On Friday, October 5, 2018, Judge Bunning once again rejected the former administrative committee members’ attempts to be dismissed from the case and denied their motion for reconsideration.
Arguing that the Judge’s April order was in conflict with Duncan v. Muzyn, a Sixth Circuit Court decision where it was found that the plaintiff in the case hadn’t alleged any “more than a hypothetical loss of expected benefits,” and based thereon, dismissed the plan management team from the claim.
In his decision on the motion for reconsideration, Judge Bunning declined to reconsider based on Duncan until “a determination has been made regarding ERISA’s application to the plan.” Accordingly, the court found the motion to be premature and denied on that basis.

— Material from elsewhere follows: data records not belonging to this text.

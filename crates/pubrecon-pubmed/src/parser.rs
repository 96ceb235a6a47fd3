//! efetch XML parser using quick-xml
//!
//! Streaming parser for `PubmedArticleSet` responses. Only the fields the
//! harvest needs are extracted: title, journal, publication date, DOI and
//! the author list.

use anyhow::{Context, Result};
use pubrecon_core::{AuthorName, RawCandidate};
use quick_xml::Reader;
use quick_xml::events::Event;

/// Parse every `<PubmedArticle>` in an efetch response.
///
/// An article that fails to parse is logged and skipped.
pub fn parse_efetch_xml(xml: &str) -> Result<Vec<RawCandidate>> {
    // whitespace is kept so inline markup in titles does not glue words
    let mut reader = Reader::from_str(xml);

    let mut records = Vec::new();
    let mut buf = Vec::new();

    loop {
        match reader.read_event_into(&mut buf) {
            Ok(Event::Start(e)) if e.name().as_ref() == b"PubmedArticle" => {
                match parse_article(&mut reader) {
                    Ok(record) => records.push(record),
                    Err(e) => log::debug!("Failed to parse article: {}", e),
                }
            }
            Ok(Event::Eof) => break,
            Err(e) => return Err(e).context("XML parse error"),
            _ => {}
        }
        buf.clear();
    }

    Ok(records)
}

fn parse_article(reader: &mut Reader<&[u8]>) -> Result<RawCandidate> {
    let mut record = RawCandidate::default();
    let mut buf = Vec::new();

    loop {
        match reader.read_event_into(&mut buf)? {
            Event::Start(e) => match e.name().as_ref() {
                b"Article" => parse_article_element(reader, &mut record)?,
                b"ArticleIdList" => {
                    // PubmedData DOI wins over the ELocationID one
                    if let Some(doi) = parse_article_id_list(reader)? {
                        record.doi = Some(doi);
                    }
                }
                _ => {}
            },
            Event::End(e) if e.name().as_ref() == b"PubmedArticle" => break,
            Event::Eof => break,
            _ => {}
        }
        buf.clear();
    }

    Ok(record)
}

fn parse_article_element(reader: &mut Reader<&[u8]>, record: &mut RawCandidate) -> Result<()> {
    let mut buf = Vec::new();

    loop {
        match reader.read_event_into(&mut buf)? {
            Event::Start(e) => match e.name().as_ref() {
                b"Journal" => parse_journal(reader, record)?,
                b"ArticleTitle" => {
                    record.title = Some(read_text_content(reader, b"ArticleTitle")?)
                }
                b"AuthorList" => record.authors = parse_author_list(reader)?,
                b"ELocationID" => {
                    let is_doi = e.attributes().flatten().any(|attr| {
                        attr.key.as_ref() == b"EIdType" && attr.value.as_ref() == b"doi"
                    });
                    let value = read_text(reader)?;
                    if is_doi && record.doi.is_none() {
                        record.doi = Some(value);
                    }
                }
                _ => {}
            },
            Event::End(e) if e.name().as_ref() == b"Article" => break,
            Event::Eof => break,
            _ => {}
        }
        buf.clear();
    }

    Ok(())
}

fn parse_journal(reader: &mut Reader<&[u8]>, record: &mut RawCandidate) -> Result<()> {
    let mut buf = Vec::new();

    loop {
        match reader.read_event_into(&mut buf)? {
            Event::Start(e) => match e.name().as_ref() {
                b"Title" => record.journal = Some(read_text(reader)?),
                b"PubDate" => record.publication_date = parse_pub_date(reader)?,
                _ => {}
            },
            Event::End(e) if e.name().as_ref() == b"Journal" => break,
            Event::Eof => break,
            _ => {}
        }
        buf.clear();
    }

    Ok(())
}

/// `YYYY-MM-DD`, `YYYY-MM` or `YYYY`, depending on what the record carries.
/// A `MedlineDate` such as `2019 Nov-Dec` contributes only its year.
fn parse_pub_date(reader: &mut Reader<&[u8]>) -> Result<Option<String>> {
    let mut buf = Vec::new();
    let mut year = None;
    let mut month = None;
    let mut day = None;
    let mut medline = None;

    loop {
        match reader.read_event_into(&mut buf)? {
            Event::Start(e) => match e.name().as_ref() {
                b"Year" => year = read_text(reader)?.parse::<i32>().ok(),
                b"Month" => month = parse_month(&read_text(reader)?),
                b"Day" => day = read_text(reader)?.parse::<u32>().ok(),
                b"MedlineDate" => medline = Some(read_text(reader)?),
                _ => {}
            },
            Event::End(e) if e.name().as_ref() == b"PubDate" => break,
            Event::Eof => break,
            _ => {}
        }
        buf.clear();
    }

    let date = match (year, month, day) {
        (Some(y), Some(m), Some(d)) => Some(format!("{y:04}-{m:02}-{d:02}")),
        (Some(y), Some(m), None) => Some(format!("{y:04}-{m:02}")),
        (Some(y), None, _) => Some(format!("{y:04}")),
        (None, ..) => medline.as_deref().and_then(leading_year),
    };
    Ok(date)
}

fn parse_month(s: &str) -> Option<u32> {
    // Handle both numeric and text months
    match s.parse::<u32>() {
        Ok(n) if (1..=12).contains(&n) => Some(n),
        Ok(_) => None,
        Err(_) => match s.get(..3)?.to_lowercase().as_str() {
            "jan" => Some(1),
            "feb" => Some(2),
            "mar" => Some(3),
            "apr" => Some(4),
            "may" => Some(5),
            "jun" => Some(6),
            "jul" => Some(7),
            "aug" => Some(8),
            "sep" => Some(9),
            "oct" => Some(10),
            "nov" => Some(11),
            "dec" => Some(12),
            _ => None,
        },
    }
}

/// First run of four digits, e.g. `1998` in `1998 Dec-1999 Jan`.
fn leading_year(s: &str) -> Option<String> {
    s.split(|c: char| !c.is_ascii_digit())
        .find(|run| run.len() == 4)
        .map(str::to_string)
}

fn parse_author_list(reader: &mut Reader<&[u8]>) -> Result<Vec<AuthorName>> {
    let mut authors = Vec::new();
    let mut buf = Vec::new();

    loop {
        match reader.read_event_into(&mut buf)? {
            Event::Start(e) if e.name().as_ref() == b"Author" => {
                authors.push(parse_author(reader)?);
            }
            Event::End(e) if e.name().as_ref() == b"AuthorList" => break,
            Event::Eof => break,
            _ => {}
        }
        buf.clear();
    }

    Ok(authors)
}

/// Collective authors keep their slot in the list with no personal names,
/// so positions of the remaining authors stay correct.
fn parse_author(reader: &mut Reader<&[u8]>) -> Result<AuthorName> {
    let mut author = AuthorName::default();
    let mut buf = Vec::new();

    loop {
        match reader.read_event_into(&mut buf)? {
            Event::Start(e) => match e.name().as_ref() {
                b"LastName" => author.last_name = Some(read_text(reader)?),
                b"ForeName" => author.fore_name = Some(read_text(reader)?),
                b"Initials" => author.initials = Some(read_text(reader)?),
                b"AffiliationInfo" => {
                    let affiliation = parse_affiliation(reader)?;
                    if author.affiliation.is_none() {
                        author.affiliation = affiliation;
                    }
                }
                _ => {}
            },
            Event::End(e) if e.name().as_ref() == b"Author" => break,
            Event::Eof => break,
            _ => {}
        }
        buf.clear();
    }

    Ok(author)
}

fn parse_affiliation(reader: &mut Reader<&[u8]>) -> Result<Option<String>> {
    let mut buf = Vec::new();
    let mut affiliation = None;

    loop {
        match reader.read_event_into(&mut buf)? {
            Event::Start(e) if e.name().as_ref() == b"Affiliation" => {
                affiliation = Some(read_text(reader)?);
            }
            Event::End(e) if e.name().as_ref() == b"AffiliationInfo" => break,
            Event::Eof => break,
            _ => {}
        }
        buf.clear();
    }

    Ok(affiliation)
}

fn parse_article_id_list(reader: &mut Reader<&[u8]>) -> Result<Option<String>> {
    let mut buf = Vec::new();
    let mut doi = None;

    loop {
        match reader.read_event_into(&mut buf)? {
            Event::Start(e) if e.name().as_ref() == b"ArticleId" => {
                let mut id_type = String::new();
                for attr in e.attributes().flatten() {
                    if attr.key.as_ref() == b"IdType" {
                        id_type = String::from_utf8_lossy(&attr.value).to_string();
                    }
                }
                let value = read_text(reader)?;
                if id_type == "doi" {
                    doi = Some(value);
                }
            }
            Event::End(e) if e.name().as_ref() == b"ArticleIdList" => break,
            Event::Eof => break,
            _ => {}
        }
        buf.clear();
    }

    Ok(doi)
}

/// Read text content until next end tag, trimmed
fn read_text(reader: &mut Reader<&[u8]>) -> Result<String> {
    Ok(read_raw_text(reader)?.trim().to_string())
}

fn read_raw_text(reader: &mut Reader<&[u8]>) -> Result<String> {
    let mut buf = Vec::new();
    let mut text = String::new();

    loop {
        match reader.read_event_into(&mut buf)? {
            Event::Text(e) => text.push_str(&e.unescape()?),
            Event::End(_) => break,
            Event::Start(_) => {
                // nested markup such as <i> or <sup>
                text.push_str(&read_raw_text(reader)?);
            }
            Event::Eof => break,
            _ => {}
        }
        buf.clear();
    }

    Ok(text)
}

/// Read text content of a specific element, handling nested tags.
/// Runs of whitespace collapse to one space.
fn read_text_content(reader: &mut Reader<&[u8]>, end_tag: &[u8]) -> Result<String> {
    let mut buf = Vec::new();
    let mut text = String::new();
    let mut depth = 1;

    loop {
        match reader.read_event_into(&mut buf)? {
            Event::Text(e) => text.push_str(&e.unescape()?),
            Event::Start(_) => depth += 1,
            Event::End(e) => {
                depth -= 1;
                if depth == 0 && e.name().as_ref() == end_tag {
                    break;
                }
            }
            Event::Eof => break,
            _ => {}
        }
        buf.clear();
    }

    Ok(text.split_whitespace().collect::<Vec<_>>().join(" "))
}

In April, Judge Bunning had previously found that the members of the plan sufficiently alleged that former members of its administration committee could be liable as fiduciaries for losses to the plan if the court ruled the plan didn’t qualify for an ERISA religious exemption, as claimed by the medical center.
In addition to the “church plan” claim of exemption, the underfunding claim of plaintiffs’ also survived. The former members had argued that if the ERISA underfunding claim fails as they allege, the linked “church plan” claim must also be dismissed.
The plaintiffs are represented in part by Erik D. Peterson of Mehr Fairbanks Trial Lawyers PLLC in Lexington, KY.
The case is Boden et al. v. St. Elizabeth Medical Center Inc. et al., case number 2:16-cv-00049, in the U.S. District Court for the Eastern District of Kentucky.